Documentation
Reproducible benchmark framework for SolverForge evidence across routing and scalar-assignment problems.
solverforge-bench
solverforge-bench is the official SolverForge benchmark surface. It groups
benchmarks by SolverForge solve shape and runs them through one shared Python
harness so timing, watchdog handling, result rows, logging, CSV output, and
optional PostgreSQL persistence stay comparable across problem families.

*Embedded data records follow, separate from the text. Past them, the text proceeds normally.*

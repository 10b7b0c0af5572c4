//! CSV snapshot parsing.

use csv_async::{AsyncReaderBuilder, StringRecord, Trim};
use futures::TryStreamExt;
use thiserror::Error;

use crate::{EquityRow, IndexRow};

const UTF8_BOM: &[u8] = b"\xEF\xBB\xBF";

const EQUITY_COLUMNS: [&str; 7] = [
    "SYMBOL",
    "SERIES",
    "OPEN_PRICE",
    "HIGH_PRICE",
    "LOW_PRICE",
    "CLOSE_PRICE",
    "TTL_TRD_QNTY",
];

const INDEX_COLUMNS: [&str; 7] = [
    "Index Name",
    "Index Date",
    "Open Index Value",
    "High Index Value",
    "Low Index Value",
    "Closing Index Value",
    "Volume",
];

/// Errors that can occur while parsing a snapshot.
#[derive(Error, Debug)]
pub enum ParseError {
    /// The CSV itself is unreadable.
    #[error("CSV error: {0}")]
    Csv(#[from] csv_async::Error),

    /// A required column is absent from the header.
    #[error("Missing column: {0}")]
    MissingColumn(&'static str),
}

/// Parses an equity-with-delivery snapshot (`sec_bhavdata_full_*.csv`).
///
/// Headers and cells are whitespace-trimmed; columns are located by name.
///
/// # Errors
///
/// Returns an error if the CSV is unreadable or a required column is missing.
pub async fn parse_equity_snapshot(body: &[u8]) -> Result<Vec<EquityRow>, ParseError> {
    let rows = read_columns(body, &EQUITY_COLUMNS).await?;
    Ok(rows
        .into_iter()
        .map(|[symbol, series, open, high, low, close, volume]| EquityRow {
            symbol,
            series,
            open,
            high,
            low,
            close,
            volume,
        })
        .collect())
}

/// Parses an index close snapshot (`ind_close_all_*.csv`).
///
/// # Errors
///
/// Returns an error if the CSV is unreadable or a required column is missing.
pub async fn parse_index_snapshot(body: &[u8]) -> Result<Vec<IndexRow>, ParseError> {
    let rows = read_columns(body, &INDEX_COLUMNS).await?;
    Ok(rows
        .into_iter()
        .map(|[name, date, open, high, low, close, volume]| IndexRow {
            name,
            date,
            open,
            high,
            low,
            close,
            volume,
        })
        .collect())
}

/// Reads the named columns of every record, in the order given.
///
/// Short records yield empty strings for the missing cells.
async fn read_columns<const N: usize>(
    body: &[u8],
    columns: &[&'static str; N],
) -> Result<Vec<[String; N]>, ParseError> {
    let body = body.strip_prefix(UTF8_BOM).unwrap_or(body);
    let mut reader = AsyncReaderBuilder::new()
        .trim(Trim::All)
        .flexible(true)
        .create_reader(body);

    let headers = reader.headers().await?.clone();
    let mut positions = [0usize; N];
    for (slot, &name) in positions.iter_mut().zip(columns) {
        *slot = headers
            .iter()
            .position(|h| h.eq_ignore_ascii_case(name))
            .ok_or(ParseError::MissingColumn(name))?;
    }

    let records: Vec<StringRecord> = reader.records().try_collect().await?;

    Ok(records
        .iter()
        .filter(|record| record.iter().any(|cell| !cell.is_empty()))
        .map(|record| positions.map(|i| record.get(i).unwrap_or_default().to_string()))
        .collect())
}

#[cfg(test)]
mod tests {
    use super::*;

    const EQUITY_CSV: &str = "\
SYMBOL, SERIES, DATE1, PREV_CLOSE, OPEN_PRICE, HIGH_PRICE, LOW_PRICE, LAST_PRICE, CLOSE_PRICE, AVG_PRICE, TTL_TRD_QNTY, TURNOVER_LACS, NO_OF_TRADES, DELIV_QTY, DELIV_PER
20MICRONS, EQ, 03-Feb-2025, 222.55, 220.00, 224.90, 214.10, 219.00, 218.93, 219.21, 125331, 274.73, 3541, 61532, 49.10
RELIANCE, EQ, 03-Feb-2025, 1265.60, 1255.00, 1262.75, 1241.05, 1250.00, 1251.40, 1251.99, 8956120, 112128.35, 251332, 4563210, 50.95
";

    const INDEX_CSV: &str = "\
Index Name,Index Date,Open Index Value,High Index Value,Low Index Value,Closing Index Value,Points Change,Change(%),Volume,Turnover (Rs. Cr.),P/E,P/B,Div Yield
Nifty 50,03-02-2025,23319.35,23381.60,23222.00,23361.05,-121.10,-0.52,287513287,27215.43,21.52,3.4,1.3
India VIX,03-02-2025,14.02,15.23,13.98,14.65,0.66,4.72,-,-,-,-,-
";

    #[tokio::test]
    async fn test_parse_equity() {
        let rows = parse_equity_snapshot(EQUITY_CSV.as_bytes()).await.unwrap();
        assert_eq!(rows.len(), 2);
        assert_eq!(rows[1].symbol, "RELIANCE");
        assert_eq!(rows[1].series, "EQ");
        assert_eq!(rows[1].open, "1255.00");
        assert_eq!(rows[1].close, "1251.40");
        assert_eq!(rows[1].volume, "8956120");
    }

    #[tokio::test]
    async fn test_parse_index() {
        let rows = parse_index_snapshot(INDEX_CSV.as_bytes()).await.unwrap();
        assert_eq!(rows.len(), 2);
        assert_eq!(rows[0].name, "Nifty 50");
        assert_eq!(rows[0].date, "03-02-2025");
        assert_eq!(rows[0].close, "23361.05");
        assert_eq!(rows[1].volume, "-");
    }

    #[tokio::test]
    async fn test_bom_and_blank_lines() {
        let body = format!("\u{feff}{INDEX_CSV}\n,,,,,,,,,,,,\n");
        let rows = parse_index_snapshot(body.as_bytes()).await.unwrap();
        assert_eq!(rows.len(), 2);
    }

    #[tokio::test]
    async fn test_missing_column() {
        let err = parse_equity_snapshot(b"SYMBOL,SERIES\nABC,EQ\n")
            .await
            .unwrap_err();
        assert!(matches!(err, ParseError::MissingColumn("OPEN_PRICE")));
    }
}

Problem packages are adapters. They load cases, build solver callables, validate returned solutions, compute benchmark-specific fields, and hand the result back to the shared framework.
What It Provides
- List-variable CVRP benchmarks under
list-variable/cvrp/, exercising SolverForge route-list solving on vehicle-routing instances - Scalar-variable employee scheduling benchmarks under
scalar-variable/employee-scheduling/, using the bundled INRC-II nurse rostering corpus - One shared harness for solver registration, run matrices, wall-clock timing, overshoot calculation, watchdog containment, result rows, CSV files, run logs, and solver stdout/stderr capture
- TOML configuration for benchmark selection, solvers, time limits, run kind, logging, watchdog settings, and PostgreSQL persistence
- PostgreSQL warehouse output for cron-driven and release-tagged runs, backed by checked-in SQL migrations and latest-run views
Setup
The repository currently targets Python 3.14:
python3.14 -m venv .venv
. .venv/bin/activate
pip install -e .
The root Makefile uses the same .venv for CVRP, employee scheduling,
normalization, and nightly runs. Use make install-python-deps to create or
refresh it through the repository workflow.
Benchmark Families
| Family | Path | Scope |
|---|---|---|
| CVRP | list-variable/cvrp/ |
List-variable route planning |
| Employee scheduling | scalar-variable/employee-scheduling/ |
Scalar-variable shift assignment |
CVRP is the canonical list-variable benchmark. Employee scheduling is the canonical scalar-variable benchmark and uses INRC-II nurse-to-shift assignment instances.
Common Commands
Validate adapters and reference data before treating a benchmark run as evidence:
make validate-cvrp
make validate-employee-scheduling
make validate-employee-model-parity
Run quick smoke benchmarks:
make bench-cvrp-quick
make bench-cvrp-solverforge-quick
make bench-employee-scheduling-quick
make bench-employee-scheduling-solverforge-quick
Run canonical benchmark sets:
make bench-cvrp
make bench-employee-scheduling
The quick CVRP target runs three instances at 1 and 10 seconds. The quick
employee-scheduling target runs n005w4 at 1 and 10 seconds. The canonical
employee-scheduling target uses the canonical group from the bundled INRC-II
manifest and the 1, 10, and 60 second budgets.
Unified Harness
The Make targets call the same root benchmark entrypoint:
PYTHONPATH=src:list-variable/cvrp/src:scalar-variable/employee-scheduling/src \
.venv/bin/python3 scripts/run_benchmark.py cvrp \
--run-kind quick \
--num-instances 3 \
--time-limits 1 10
PYTHONPATH=src:list-variable/cvrp/src:scalar-variable/employee-scheduling/src \
.venv/bin/python3 scripts/run_benchmark.py employee-scheduling \
--run-kind quick \
--datasets n005w4 \
--time-limits 1 10
Shared options include:
--config CONFIG
--solver SOLVER
--time-limits SECONDS...
--run-kind quick|candidate|tag
--nightly | --no-nightly
--release-tag TAG
--save-postgres | --no-save-postgres
--postgres-url URL
--log-level LEVEL
--show-solver-output | --no-show-solver-output
--capture-solver-output | --no-capture-solver-output
cvrp adds --num-instances. employee-scheduling adds --dataset-set and
--datasets.
Timing Contract
The requested time limit is passed to the solver and measured with wall-clock timing around the solver call. The watchdog is separate: it exists to contain runaway invocations, not to discard every solution that returns slightly after the nominal budget.
The harness records:
overshoot_seconds = max(0, actual_time_seconds - time_limit_seconds)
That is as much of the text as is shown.